(Stored items)
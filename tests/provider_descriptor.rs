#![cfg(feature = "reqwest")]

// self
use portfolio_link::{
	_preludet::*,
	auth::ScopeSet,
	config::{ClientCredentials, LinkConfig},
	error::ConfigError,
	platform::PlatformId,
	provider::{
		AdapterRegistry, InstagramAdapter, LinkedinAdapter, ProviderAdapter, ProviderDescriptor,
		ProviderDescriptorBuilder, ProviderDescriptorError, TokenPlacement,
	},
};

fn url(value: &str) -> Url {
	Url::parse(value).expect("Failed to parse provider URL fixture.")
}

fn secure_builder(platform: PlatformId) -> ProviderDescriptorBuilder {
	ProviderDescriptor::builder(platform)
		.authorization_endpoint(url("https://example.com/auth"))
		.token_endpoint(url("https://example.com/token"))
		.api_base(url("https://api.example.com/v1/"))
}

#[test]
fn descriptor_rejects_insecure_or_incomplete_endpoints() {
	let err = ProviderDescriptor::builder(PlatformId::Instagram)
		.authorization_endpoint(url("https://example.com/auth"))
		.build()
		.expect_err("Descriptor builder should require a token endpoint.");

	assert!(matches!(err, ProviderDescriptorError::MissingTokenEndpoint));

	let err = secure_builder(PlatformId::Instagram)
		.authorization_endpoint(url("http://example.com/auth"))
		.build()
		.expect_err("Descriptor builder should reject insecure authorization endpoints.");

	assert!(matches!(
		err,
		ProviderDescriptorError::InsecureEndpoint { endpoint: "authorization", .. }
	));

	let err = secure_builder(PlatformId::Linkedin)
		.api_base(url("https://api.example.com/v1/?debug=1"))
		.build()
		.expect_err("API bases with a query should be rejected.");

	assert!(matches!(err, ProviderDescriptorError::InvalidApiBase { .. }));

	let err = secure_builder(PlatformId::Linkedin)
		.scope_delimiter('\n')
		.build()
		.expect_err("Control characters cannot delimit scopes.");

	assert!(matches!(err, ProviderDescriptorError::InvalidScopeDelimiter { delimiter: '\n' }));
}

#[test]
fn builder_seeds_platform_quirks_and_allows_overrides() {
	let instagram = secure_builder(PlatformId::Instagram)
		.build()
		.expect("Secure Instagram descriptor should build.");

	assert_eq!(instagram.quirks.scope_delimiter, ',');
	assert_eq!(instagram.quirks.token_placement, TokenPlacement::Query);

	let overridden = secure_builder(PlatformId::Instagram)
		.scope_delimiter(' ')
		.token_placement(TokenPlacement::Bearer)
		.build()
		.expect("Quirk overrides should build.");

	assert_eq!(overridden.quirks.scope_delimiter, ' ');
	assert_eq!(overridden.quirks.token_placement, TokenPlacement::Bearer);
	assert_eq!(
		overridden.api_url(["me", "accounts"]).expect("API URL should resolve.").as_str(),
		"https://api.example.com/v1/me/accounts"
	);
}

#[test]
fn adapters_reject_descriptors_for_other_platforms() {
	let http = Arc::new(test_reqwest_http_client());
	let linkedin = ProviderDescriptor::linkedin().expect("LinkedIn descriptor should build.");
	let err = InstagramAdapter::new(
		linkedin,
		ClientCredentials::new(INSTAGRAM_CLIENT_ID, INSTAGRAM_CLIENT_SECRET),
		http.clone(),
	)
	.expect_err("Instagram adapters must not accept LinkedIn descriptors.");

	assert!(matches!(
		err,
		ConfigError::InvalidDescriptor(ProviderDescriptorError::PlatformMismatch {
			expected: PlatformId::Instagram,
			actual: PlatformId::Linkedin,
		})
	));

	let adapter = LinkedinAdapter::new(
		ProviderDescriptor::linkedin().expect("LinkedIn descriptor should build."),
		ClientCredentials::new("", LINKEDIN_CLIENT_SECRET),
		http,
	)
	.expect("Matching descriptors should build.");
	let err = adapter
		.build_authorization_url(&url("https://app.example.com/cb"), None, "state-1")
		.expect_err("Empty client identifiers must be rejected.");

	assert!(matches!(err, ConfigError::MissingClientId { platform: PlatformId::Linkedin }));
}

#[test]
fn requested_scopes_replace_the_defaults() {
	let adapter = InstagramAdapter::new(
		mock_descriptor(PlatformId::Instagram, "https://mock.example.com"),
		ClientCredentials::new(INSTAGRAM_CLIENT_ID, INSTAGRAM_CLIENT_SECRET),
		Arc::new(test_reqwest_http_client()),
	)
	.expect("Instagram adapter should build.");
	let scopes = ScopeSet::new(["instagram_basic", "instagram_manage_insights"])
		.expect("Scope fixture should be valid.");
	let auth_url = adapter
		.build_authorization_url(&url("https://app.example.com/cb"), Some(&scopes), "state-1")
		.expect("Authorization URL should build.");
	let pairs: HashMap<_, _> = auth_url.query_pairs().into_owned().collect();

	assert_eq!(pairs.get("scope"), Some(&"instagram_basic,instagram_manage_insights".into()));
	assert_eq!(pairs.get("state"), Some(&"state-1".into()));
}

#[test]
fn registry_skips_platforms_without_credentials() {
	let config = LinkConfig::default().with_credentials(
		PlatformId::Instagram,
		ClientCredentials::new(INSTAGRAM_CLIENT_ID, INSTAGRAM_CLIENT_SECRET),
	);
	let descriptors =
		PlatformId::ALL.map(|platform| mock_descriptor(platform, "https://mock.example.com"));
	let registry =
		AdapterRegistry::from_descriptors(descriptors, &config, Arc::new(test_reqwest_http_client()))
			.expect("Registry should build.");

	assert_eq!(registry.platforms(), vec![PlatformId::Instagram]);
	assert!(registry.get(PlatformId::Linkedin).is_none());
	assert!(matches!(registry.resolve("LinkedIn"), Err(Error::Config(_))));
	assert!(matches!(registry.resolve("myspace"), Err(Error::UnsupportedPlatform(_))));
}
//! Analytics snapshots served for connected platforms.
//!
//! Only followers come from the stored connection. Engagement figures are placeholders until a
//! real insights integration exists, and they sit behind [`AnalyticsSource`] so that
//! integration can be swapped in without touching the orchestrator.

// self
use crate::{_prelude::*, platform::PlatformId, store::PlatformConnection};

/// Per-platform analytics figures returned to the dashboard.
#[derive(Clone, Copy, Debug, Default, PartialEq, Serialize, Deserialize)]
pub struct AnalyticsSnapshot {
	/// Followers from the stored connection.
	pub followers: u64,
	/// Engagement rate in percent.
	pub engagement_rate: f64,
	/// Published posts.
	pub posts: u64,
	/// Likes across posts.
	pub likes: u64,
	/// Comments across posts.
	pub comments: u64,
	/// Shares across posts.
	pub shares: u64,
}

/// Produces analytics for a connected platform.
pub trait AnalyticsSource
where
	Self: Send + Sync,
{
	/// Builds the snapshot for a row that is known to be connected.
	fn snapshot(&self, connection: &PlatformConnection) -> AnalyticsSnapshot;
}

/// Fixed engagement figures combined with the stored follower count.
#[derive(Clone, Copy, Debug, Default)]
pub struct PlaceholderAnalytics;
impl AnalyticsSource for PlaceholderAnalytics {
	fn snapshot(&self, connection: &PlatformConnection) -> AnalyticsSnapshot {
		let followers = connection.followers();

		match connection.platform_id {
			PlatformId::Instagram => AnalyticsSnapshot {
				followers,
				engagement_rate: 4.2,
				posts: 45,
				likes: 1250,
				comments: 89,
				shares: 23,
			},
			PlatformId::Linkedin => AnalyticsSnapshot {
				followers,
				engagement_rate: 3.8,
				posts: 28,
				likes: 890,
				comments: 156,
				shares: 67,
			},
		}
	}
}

---

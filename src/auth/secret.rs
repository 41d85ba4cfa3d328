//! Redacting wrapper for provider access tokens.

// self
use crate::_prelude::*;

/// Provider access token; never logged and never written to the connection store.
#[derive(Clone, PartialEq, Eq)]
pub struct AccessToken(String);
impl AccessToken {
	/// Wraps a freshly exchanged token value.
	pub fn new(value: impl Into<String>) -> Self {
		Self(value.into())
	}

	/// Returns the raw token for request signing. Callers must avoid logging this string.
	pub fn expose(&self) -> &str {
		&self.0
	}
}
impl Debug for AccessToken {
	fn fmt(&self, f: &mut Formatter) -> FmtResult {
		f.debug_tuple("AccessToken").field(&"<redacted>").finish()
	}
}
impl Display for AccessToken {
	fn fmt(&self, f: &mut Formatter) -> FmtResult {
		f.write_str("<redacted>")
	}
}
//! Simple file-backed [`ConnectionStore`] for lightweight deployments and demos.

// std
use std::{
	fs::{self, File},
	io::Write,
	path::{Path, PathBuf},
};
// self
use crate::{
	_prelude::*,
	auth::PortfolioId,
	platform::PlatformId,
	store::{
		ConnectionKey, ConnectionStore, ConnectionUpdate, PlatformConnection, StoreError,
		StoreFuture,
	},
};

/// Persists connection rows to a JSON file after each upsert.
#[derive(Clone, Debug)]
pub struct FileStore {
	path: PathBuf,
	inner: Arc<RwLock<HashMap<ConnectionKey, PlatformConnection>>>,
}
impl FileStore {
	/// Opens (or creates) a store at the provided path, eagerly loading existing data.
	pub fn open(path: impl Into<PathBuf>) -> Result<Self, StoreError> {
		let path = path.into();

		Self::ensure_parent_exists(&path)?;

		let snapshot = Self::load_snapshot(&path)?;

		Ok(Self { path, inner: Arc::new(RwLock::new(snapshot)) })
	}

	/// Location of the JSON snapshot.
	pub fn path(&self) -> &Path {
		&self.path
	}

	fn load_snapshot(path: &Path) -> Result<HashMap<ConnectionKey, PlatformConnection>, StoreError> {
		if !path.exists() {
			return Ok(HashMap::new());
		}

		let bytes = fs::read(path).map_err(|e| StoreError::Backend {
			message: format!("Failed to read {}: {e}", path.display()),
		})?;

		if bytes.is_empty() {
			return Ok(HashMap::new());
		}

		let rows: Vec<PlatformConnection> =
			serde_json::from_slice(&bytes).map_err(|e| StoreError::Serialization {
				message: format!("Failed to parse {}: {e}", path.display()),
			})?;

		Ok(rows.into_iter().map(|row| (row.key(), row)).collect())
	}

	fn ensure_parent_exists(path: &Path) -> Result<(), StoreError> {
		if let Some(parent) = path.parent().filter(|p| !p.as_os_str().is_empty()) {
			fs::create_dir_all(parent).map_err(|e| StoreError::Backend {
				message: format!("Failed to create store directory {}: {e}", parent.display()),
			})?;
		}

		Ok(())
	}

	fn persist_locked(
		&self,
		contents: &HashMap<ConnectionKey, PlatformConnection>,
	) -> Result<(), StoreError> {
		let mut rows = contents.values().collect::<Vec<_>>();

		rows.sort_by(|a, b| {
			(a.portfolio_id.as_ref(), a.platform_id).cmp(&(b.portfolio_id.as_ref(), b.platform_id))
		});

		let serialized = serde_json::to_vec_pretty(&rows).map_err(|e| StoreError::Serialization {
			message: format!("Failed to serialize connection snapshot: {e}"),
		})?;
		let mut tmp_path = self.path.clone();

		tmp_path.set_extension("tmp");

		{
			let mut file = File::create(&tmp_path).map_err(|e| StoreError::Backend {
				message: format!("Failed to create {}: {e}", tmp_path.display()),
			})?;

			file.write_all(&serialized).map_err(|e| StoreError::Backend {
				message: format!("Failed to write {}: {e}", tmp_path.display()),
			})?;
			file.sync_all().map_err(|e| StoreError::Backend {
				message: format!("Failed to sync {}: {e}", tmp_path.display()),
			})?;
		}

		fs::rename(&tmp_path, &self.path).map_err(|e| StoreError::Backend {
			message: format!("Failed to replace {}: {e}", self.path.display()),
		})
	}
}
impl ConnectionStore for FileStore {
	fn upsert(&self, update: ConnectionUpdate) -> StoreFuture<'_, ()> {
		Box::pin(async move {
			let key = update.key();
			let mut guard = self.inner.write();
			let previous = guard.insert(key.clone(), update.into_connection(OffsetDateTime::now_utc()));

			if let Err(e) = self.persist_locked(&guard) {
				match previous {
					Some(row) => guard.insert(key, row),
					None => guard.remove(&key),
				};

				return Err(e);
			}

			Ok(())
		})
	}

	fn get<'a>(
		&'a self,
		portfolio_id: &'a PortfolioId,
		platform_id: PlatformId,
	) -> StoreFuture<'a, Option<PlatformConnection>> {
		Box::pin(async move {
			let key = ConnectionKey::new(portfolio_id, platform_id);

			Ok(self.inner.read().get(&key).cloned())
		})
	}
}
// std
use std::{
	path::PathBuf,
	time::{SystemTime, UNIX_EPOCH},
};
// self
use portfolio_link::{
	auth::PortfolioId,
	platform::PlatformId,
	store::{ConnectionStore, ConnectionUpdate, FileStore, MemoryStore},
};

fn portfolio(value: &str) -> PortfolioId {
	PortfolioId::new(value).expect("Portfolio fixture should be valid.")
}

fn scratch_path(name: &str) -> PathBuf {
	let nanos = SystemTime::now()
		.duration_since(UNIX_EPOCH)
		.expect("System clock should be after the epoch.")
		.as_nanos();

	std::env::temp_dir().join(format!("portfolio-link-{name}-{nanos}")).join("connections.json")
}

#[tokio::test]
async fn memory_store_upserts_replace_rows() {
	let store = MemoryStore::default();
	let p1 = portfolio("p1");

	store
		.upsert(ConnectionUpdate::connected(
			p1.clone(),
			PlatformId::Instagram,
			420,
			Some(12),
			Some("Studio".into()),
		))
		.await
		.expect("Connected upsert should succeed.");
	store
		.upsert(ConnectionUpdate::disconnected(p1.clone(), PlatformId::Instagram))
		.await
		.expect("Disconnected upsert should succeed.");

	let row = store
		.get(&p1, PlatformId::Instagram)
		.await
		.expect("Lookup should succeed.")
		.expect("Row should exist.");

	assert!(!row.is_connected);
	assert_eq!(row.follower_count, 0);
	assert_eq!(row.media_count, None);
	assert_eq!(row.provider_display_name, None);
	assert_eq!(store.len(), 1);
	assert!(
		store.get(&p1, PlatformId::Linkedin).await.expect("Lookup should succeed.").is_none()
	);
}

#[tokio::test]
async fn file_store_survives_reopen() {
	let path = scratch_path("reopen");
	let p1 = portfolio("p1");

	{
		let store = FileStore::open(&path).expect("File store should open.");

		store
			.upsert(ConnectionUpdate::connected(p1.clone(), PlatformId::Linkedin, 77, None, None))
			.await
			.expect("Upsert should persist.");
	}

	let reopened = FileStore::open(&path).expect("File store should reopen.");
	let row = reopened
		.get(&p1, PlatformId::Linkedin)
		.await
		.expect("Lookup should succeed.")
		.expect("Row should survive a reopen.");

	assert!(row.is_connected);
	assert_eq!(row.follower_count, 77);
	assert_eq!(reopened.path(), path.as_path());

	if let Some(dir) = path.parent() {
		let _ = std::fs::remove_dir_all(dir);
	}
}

WORK INSTRUCTION:
The answer to this exercise is one number: how many lines of the records above contain the string "insert".

RESPONSE TO THE TASK:
2